Elastic Beanstalk - python application server structure and celery installation
Elastic beanstalk python application is deployed under /opt/python/
.
The application is running under Apache web server.
Source folder structure is this:
bin
httpdlaunch - a tool script to set environment variables and launch httpd
bundle - dir with app source code, used during updates
current - symlink to the recent source code version under bundle
app - application sources
env - shell script with environment variables (passed from EB environment settings)
etc - supervisord config
log - supervisord logs
run - virtual environments
Apache logs, deployment logs and system messages log are under /var/log
.
Another important directory is /opt/elasticbeanstalk
- here there are EB tool scripts and app server restart hooks.
Apache is managed by supervisord, to check the status run this command:
sudo /usr/local/bin/supervisorctl -c /opt/python/etc/supervisord.conf status
And you can restart apache like this:
sudo /usr/local/bin/supervisorctl -c /opt/python/etc/supervisord.conf restart httpd
How to launch python application manually
I have a flask application and usually it is started as python application.py
.
To run it on the server instance you need to init virtual environment and set environment variables first:
source /opt/python/run/venv/bin/activate && source /opt/python/current/env
Now you can start the application manually:
cd /opt/python/current/app
python application.py
Or start flask shell with flask shell
.
How to install celery
Celery is a distributed task queue.
Our requirements are following:
- the celery application should be launched automatically when new version is deployed to Elastic Beanstalk
- the celery application should be watched by supervisord and restarted in the case of failure
The final project structure will be this:
.ebextensions/ - elastic beanstal configs
myapp.config - main config
deploy.sh - deployment script, launched from main config
utils.sh - utility functions for deployment script
files/
celeryd.conf - celery app config for supervisord
99_restart_services.sh - app server restart / reload hook
scripts/
celeryd - script to run celery application
celery.py - celery application
application.py - main application
requirements.txt - project requirements for pip
First, add the following line to the requirements.txt in the root folder of your project (these requirements will be installed with pip automatically):
...
Celery==3.1.17
Note that the version number can be different, 3.1.17 is just an actual version at the moment of writing.

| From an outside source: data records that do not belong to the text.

//! Error types for the protocol layer.
//!
//! Each crate in tictac defines its own error enum. A `ProtocolError` always
//! means bytes could not be turned into a frame (or back), never that a
//! call was refused; refusals travel as [`RemoteError`](crate::RemoteError)
//! values inside a valid frame.

/// Errors that can occur while encoding or decoding frames.
#[derive(Debug, thiserror::Error)]
pub enum ProtocolError {
    /// Serialization failed (turning a frame into bytes).
    #[cfg(feature = "json")]
    #[error("encode failed: {0}")]
    Encode(serde_json::Error),

    /// Deserialization failed (turning bytes into a frame).
    ///
    /// Common causes: malformed JSON, an unknown value tag, or a payload
    /// that is a valid frame of the wrong direction.
    #[cfg(feature = "json")]
    #[error("decode failed: {0}")]
    Decode(serde_json::Error),
}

Then create a main celery application file. In my case, this is celery.py
file in the root folder.
Here I don’t describe the celery application file content - do whatever you need from celery here.
Now modify the elasticbeanstalk config (.elasticbeanstak/myapp.config) to include the deployment script:
container_commands:
004-start-container-commands:
command: logger "Start deploy script" -t "DEPLOY"
005-command:
command: chmod +x .ebextensions/deploy.sh
006-deploy:
command: .ebextensions/deploy.sh 2>&1 | /usr/bin/logger -t "DEPLOY" ; test ${PIPESTATUS[0]} -eq 0
200-end-container-commands:
command: logger "End container commands" -t "DEPLOY"
Here we configure ElasticBeanstalk to launch the custom deployment script.
In general I find the approach with shell script for beanstalk configuration to be much more convenient than the standard way to put shell script code to the text config file. More details about this method can be found in the great Innocuous looking Evil Devil article. Check also related posts.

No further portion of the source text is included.